Read through the records below and copy each line that uses the word "types".

-- STORED DATA follows --

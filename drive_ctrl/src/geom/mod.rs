//! # Geometry module
//!
//! Planar geometry value types used throughout the drive control library.
//!
//! All types here are small, immutable values which are cheap to copy. Poses
//! form a group under composition, and [`Twist2d`] provides the link between
//! velocity commands and pose changes via the exponential map, which is also
//! what trajectory sampling uses to interpolate between states.

// ---------------------------------------------------------------------------
// MODULES
// ---------------------------------------------------------------------------

mod pose;
mod rotation;
mod translation;
mod twist;

// ---------------------------------------------------------------------------
// IMPORTS
// ---------------------------------------------------------------------------

// Internal
pub use pose::*;
pub use rotation::*;
pub use translation::*;
pub use twist::*;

-- STORED DATA concluded --

▶ REPLY:
//! Planar geometry value types used throughout the drive control library.
//! All types here are small, immutable values which are cheap to copy. Poses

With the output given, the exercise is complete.